Try it: Using the entries that follow, write out the line containing "pub fn generator_settings(&self)", the line containing "let mut map = BTreeMap::new();", and every line between them, exactly and nothing else.

Collected data entries:
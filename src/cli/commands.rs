use clap::{Parser, Subcommand, ValueEnum};
use std::path::PathBuf;

/// Generate deployment bundles from a plain-language request
#[derive(Parser, Debug)]
#[command(
    name = "autodeploy",
    about = "Generate deployment bundles from a plain-language request",
    version,
    author,
    long_about = "autodeploy reads a short description such as \"deploy my flask app to aws \
                  serverless\", optionally inspects the application's repository, and writes \
                  a Dockerfile, Terraform definition, deploy script, compose file and README \
                  into deployment_<name>/. Nothing is executed."
)]
pub struct CliArgs {
    #[command(subcommand)]
    pub command: Commands,

    #[arg(long, global = true, value_name = "LEVEL", help = "Set logging level")]
    pub log_level: Option<String>,

    #[arg(short = 'v', long, global = true, help = "Enable debug logging")]
    pub verbose: bool,

    #[arg(
        short = 'q',
        long,
        global = true,
        conflicts_with = "verbose",
        help = "Quiet mode - only log errors"
    )]
    pub quiet: bool,
}

#[derive(Subcommand, Debug)]
pub enum Commands {
    #[command(
        about = "Generate a deployment bundle",
        long_about = "Extracts the deployment intent from DESCRIPTION, refines it with evidence \
                      from the repository when --repo is given, and writes the bundle.\n\n\
                      Examples:\n  \
                      autodeploy generate \"Deploy my Flask app on AWS using containers\"\n  \
                      autodeploy generate \"node api on gcp\" --repo https://github.com/acme/api\n  \
                      autodeploy generate \"django site, azure vm\" --repo ./site --dry-run"
    )]
    Generate(GenerateArgs),

    #[command(
        about = "Show the evidence found in a local repository",
        long_about = "Scans a local directory for dependency manifests and entry points and \
                      prints the detected framework, port and dependencies.\n\n\
                      Examples:\n  \
                      autodeploy inspect .\n  \
                      autodeploy inspect ./service --format json"
    )]
    Inspect(InspectArgs),

    #[command(
        about = "Show the configuration extracted from a description",
        long_about = "Runs intent extraction only, without any repository.\n\n\
                      Examples:\n  \
                      autodeploy parse \"Deploy my express api to gcp serverless\""
    )]
    Parse(ParseArgs),
}

#[derive(Parser, Debug, Clone)]
pub struct GenerateArgs {
    #[arg(
        value_name = "DESCRIPTION",
        required = true,
        num_args = 1..,
        help = "What to deploy, in plain words"
    )]
    pub description: Vec<String>,

    #[arg(
        short = 'r',
        long,
        value_name = "LOCATOR",
        help = "GitHub URL, .tar.gz URL or local directory of the application"
    )]
    pub repo: Option<String>,

    #[arg(
        short = 'o',
        long,
        value_name = "DIR",
        help = "Directory in which deployment_<name>/ is created (defaults to AUTODEPLOY_OUTPUT_ROOT or .)"
    )]
    pub output_dir: Option<PathBuf>,

    #[arg(
        short = 'f',
        long,
        value_enum,
        default_value = "human",
        help = "Output format"
    )]
    pub format: OutputFormatArg,

    #[arg(long, help = "Print the summary without writing any files")]
    pub dry_run: bool,
}

impl GenerateArgs {
    pub fn description(&self) -> String {
        self.description.join(" ")
    }
}

#[derive(Parser, Debug, Clone)]
pub struct InspectArgs {
    #[arg(value_name = "PATH", default_value = ".", help = "Path to repository")]
    pub path: PathBuf,

    #[arg(
        short = 'f',
        long,
        value_enum,
        default_value = "human",
        help = "Output format"
    )]
    pub format: OutputFormatArg,
}

#[derive(Parser, Debug, Clone)]
pub struct ParseArgs {
    #[arg(
        value_name = "DESCRIPTION",
        required = true,
        num_args = 1..,
        help = "What to deploy, in plain words"
    )]
    pub description: Vec<String>,

    #[arg(
        short = 'f',
        long,
        value_enum,
        default_value = "human",
        help = "Output format"
    )]
    pub format: OutputFormatArg,
}

impl ParseArgs {
    pub fn description(&self) -> String {
        self.description.join(" ")
    }
}

#[derive(ValueEnum, Debug, Clone, Copy, PartialEq, Eq)]
pub enum OutputFormatArg {
    Json,
    Yaml,
    Human,
}

impl From<OutputFormatArg> for super::output::OutputFormat {
    fn from(arg: OutputFormatArg) -> Self {
        match arg {
            OutputFormatArg::Json => super::output::OutputFormat::Json,
            OutputFormatArg::Yaml => super::output::OutputFormat::Yaml,
            OutputFormatArg::Human => super::output::OutputFormat::Human,
        }
    }
}
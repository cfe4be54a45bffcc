//! Configuration management for autodeploy
//!
//! Settings come from environment variables with built-in defaults. The
//! configuration feeds the scanner bounds, the fetcher limits and the values
//! interpolated into templates.
//!
//! # Environment Variables
//!
//! - `AUTODEPLOY_LOG_LEVEL`: Logging level - default: "info"
//! - `AUTODEPLOY_FETCH_TIMEOUT`: Download timeout in seconds - default: "30"
//! - `AUTODEPLOY_MAX_ARCHIVE_BYTES`: Archive size ceiling - default: "104857600" (100MB)
//! - `AUTODEPLOY_SCAN_MAX_DEPTH`: Directory depth walked by the inspector - default: "6"
//! - `AUTODEPLOY_SCAN_MAX_FILES`: Files examined by the inspector - default: "5000"
//! - `AUTODEPLOY_OUTPUT_ROOT`: Parent of `deployment_<name>/` - default: "."
//! - `AUTODEPLOY_AWS_REGION`: default: "us-west-2"
//! - `AUTODEPLOY_GCP_REGION`: default: "us-central1"
//! - `AUTODEPLOY_AZURE_LOCATION`: default: "eastus"
//!
//! # Example
//!
//! ```no_run
//! use autodeploy::AutodeployConfig;
//!
//! let config = AutodeployConfig::from_env().expect("Invalid environment");
//! config.validate().expect("Invalid configuration");
//! println!("{}", config);
//! ```

use crate::fetch::{FetchConfig, GITHUB_BASE};
use crate::generate::GeneratorSettings;
use crate::inspect::ScanConfig;
use std::collections::BTreeMap;
use std::env;
use std::fmt;
use std::path::PathBuf;
use std::str::FromStr;
use std::time::Duration;
use thiserror::Error;

const DEFAULT_LOG_LEVEL: &str = "info";
const DEFAULT_FETCH_TIMEOUT_SECS: u64 = 30;
const DEFAULT_MAX_ARCHIVE_BYTES: u64 = 104_857_600;
const DEFAULT_SCAN_MAX_DEPTH: usize = 6;
const DEFAULT_SCAN_MAX_FILES: usize = 5000;
const DEFAULT_OUTPUT_ROOT: &str = ".";

const MAX_FETCH_TIMEOUT_SECS: u64 = 600;
const MIN_ARCHIVE_BYTES: u64 = 1024;
const MAX_ARCHIVE_BYTES: u64 = 1_073_741_824;
const MAX_SCAN_DEPTH: usize = 32;

/// Configuration errors
#[derive(Debug, Error, PartialEq, Eq)]
pub enum ConfigError {
    /// Configuration validation failed
    #[error("Configuration validation failed: {0}")]
    ValidationFailed(String),

    /// Failed to parse configuration value
    #[error("Failed to parse {field}: {error}")]
    ParseError { field: String, error: String },
}

#[derive(Debug, Clone, PartialEq, Eq)]
pub struct AutodeployConfig {
    /// Logging level (trace, debug, info, warn, error)
    pub log_level: String,

    /// Repository download timeout in seconds
    pub fetch_timeout_secs: u64,

    /// Largest archive accepted, in bytes
    pub max_archive_bytes: u64,

    pub scan_max_depth: usize,
    pub scan_max_files: usize,

    /// Directory under which `deployment_<name>/` is created
    pub output_root: PathBuf,

    pub aws_region: String,
    pub gcp_region: String,
    pub azure_location: String,
}

impl Default for AutodeployConfig {
    fn default() -> Self {
        let settings = GeneratorSettings::default();
        Self {
            log_level: DEFAULT_LOG_LEVEL.to_string(),
            fetch_timeout_secs: DEFAULT_FETCH_TIMEOUT_SECS,
            max_archive_bytes: DEFAULT_MAX_ARCHIVE_BYTES,
            scan_max_depth: DEFAULT_SCAN_MAX_DEPTH,
            scan_max_files: DEFAULT_SCAN_MAX_FILES,
            output_root: PathBuf::from(DEFAULT_OUTPUT_ROOT),
            aws_region: settings.aws_region,
            gcp_region: settings.gcp_region,
            azure_location: settings.azure_location,
        }
    }
}

fn env_string(key: &str) -> Option<String> {
    env::var(key).ok().filter(|v| !v.trim().is_empty())
}

fn env_parsed<T>(key: &str) -> Result<Option<T>, ConfigError>
where
    T: FromStr,
    T::Err: fmt::Display,
{
    match env_string(key) {
        None => Ok(None),
        Some(raw) => raw
            .trim()
            .parse::<T>()
            .map(Some)
            .map_err(|e| ConfigError::ParseError {
                field: key.to_string(),
                error: format!("'{}': {}", raw, e),
            }),
    }
}

impl AutodeployConfig {
    /// Loads `AUTODEPLOY_*` variables over the defaults. Unset or blank
    /// variables keep their default; malformed numbers are an error.
    pub fn from_env() -> Result<Self, ConfigError> {
        let defaults = Self::default();

        Ok(Self {
            log_level: env_string("AUTODEPLOY_LOG_LEVEL")
                .map(|v| v.to_lowercase())
                .unwrap_or(defaults.log_level),
            fetch_timeout_secs: env_parsed("AUTODEPLOY_FETCH_TIMEOUT")?
                .unwrap_or(defaults.fetch_timeout_secs),
            max_archive_bytes: env_parsed("AUTODEPLOY_MAX_ARCHIVE_BYTES")?
                .unwrap_or(defaults.max_archive_bytes),
            scan_max_depth: env_parsed("AUTODEPLOY_SCAN_MAX_DEPTH")?
                .unwrap_or(defaults.scan_max_depth),
            scan_max_files: env_parsed("AUTODEPLOY_SCAN_MAX_FILES")?
                .unwrap_or(defaults.scan_max_files),
            output_root: env_string("AUTODEPLOY_OUTPUT_ROOT")
                .map(PathBuf::from)
                .unwrap_or(defaults.output_root),
            aws_region: env_string("AUTODEPLOY_AWS_REGION").unwrap_or(defaults.aws_region),
            gcp_region: env_string("AUTODEPLOY_GCP_REGION").unwrap_or(defaults.gcp_region),
            azure_location: env_string("AUTODEPLOY_AZURE_LOCATION")
                .unwrap_or(defaults.azure_location),
        })
    }

    /// Validates the configuration
    ///
    /// Checks that numeric values are in range, the log level is known and
    /// region names are present.
    pub fn validate(&self) -> Result<(), ConfigError> {
        if self.fetch_timeout_secs == 0 {
            return Err(ConfigError::ValidationFailed(
                "Fetch timeout must be at least 1 second".to_string(),
            ));
        }
        if self.fetch_timeout_secs > MAX_FETCH_TIMEOUT_SECS {
            return Err(ConfigError::ValidationFailed(
                "Fetch timeout cannot exceed 10 minutes".to_string(),
            ));
        }

        if self.max_archive_bytes < MIN_ARCHIVE_BYTES {
            return Err(ConfigError::ValidationFailed(
                "Max archive size must be at least 1KB".to_string(),
            ));
        }
        if self.max_archive_bytes > MAX_ARCHIVE_BYTES {
            return Err(ConfigError::ValidationFailed(
                "Max archive size cannot exceed 1GB".to_string(),
            ));
        }

        if self.scan_max_depth == 0 || self.scan_max_depth > MAX_SCAN_DEPTH {
            return Err(ConfigError::ValidationFailed(format!(
                "Scan depth must be between 1 and {}",
                MAX_SCAN_DEPTH
            )));
        }
        if self.scan_max_files == 0 {
            return Err(ConfigError::ValidationFailed(
                "Scan file limit must be at least 1".to_string(),
            ));
        }

        match self.log_level.as_str() {
            "trace" | "debug" | "info" | "warn" | "error" => {}
            _ => {
                return Err(ConfigError::ValidationFailed(format!(
                    "Invalid log level: {}. Valid options: trace, debug, info, warn, error",
                    self.log_level
                )))
            }
        }

        for (field, value) in [
            ("aws_region", &self.aws_region),
            ("gcp_region", &self.gcp_region),
            ("azure_location", &self.azure_location),
        ] {
            if value.trim().is_empty() {
                return Err(ConfigError::ValidationFailed(format!("{} is empty", field)));
            }
        }

        Ok(())
    }

    pub fn scan_config(&self) -> ScanConfig {
        ScanConfig {
            max_depth: self.scan_max_depth,
            max_files: self.scan_max_files,
        }
    }

    pub fn fetch_config(&self) -> FetchConfig {
        FetchConfig {
            timeout: Duration::from_secs(self.fetch_timeout_secs),
            max_archive_bytes: self.max_archive_bytes,
            github_base: GITHUB_BASE.to_string(),
        }
    }

    pub fn generator_settings(&self) -> GeneratorSettings {
        GeneratorSettings {
            aws_region: self.aws_region.clone(),
            gcp_region: self.gcp_region.clone(),
            azure_location: self.azure_location.clone(),
            ..GeneratorSettings::default()
        }
    }

    /// Converts configuration to a display map for output formatting
    pub fn to_display_map(&self) -> BTreeMap<String, String> {
        let mut map = BTreeMap::new();

        map.insert("log_level".to_string(), self.log_level.clone());
        map.insert(
            "fetch_timeout_secs".to_string(),
            self.fetch_timeout_secs.to_string(),
        );
        map.insert(
            "max_archive_bytes".to_string(),
            self.max_archive_bytes.to_string(),
        );
        map.insert("scan_max_depth".to_string(), self.scan_max_depth.to_string());
        map.insert("scan_max_files".to_string(), self.scan_max_files.to_string());
        map.insert(
            "output_root".to_string(),
            self.output_root.display().to_string(),
        );
        map.insert("aws_region".to_string(), self.aws_region.clone());
        map.insert("gcp_region".to_string(), self.gcp_region.clone());
        map.insert("azure_location".to_string(), self.azure_location.clone());

        map
    }
}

Exercise solution:
    pub fn generator_settings(&self) -> GeneratorSettings {
        GeneratorSettings {
            aws_region: self.aws_region.clone(),
            gcp_region: self.gcp_region.clone(),
            azure_location: self.azure_location.clone(),
            ..GeneratorSettings::default()
        }
    }

    /// Converts configuration to a display map for output formatting
    pub fn to_display_map(&self) -> BTreeMap<String, String> {
        let mut map = BTreeMap::new();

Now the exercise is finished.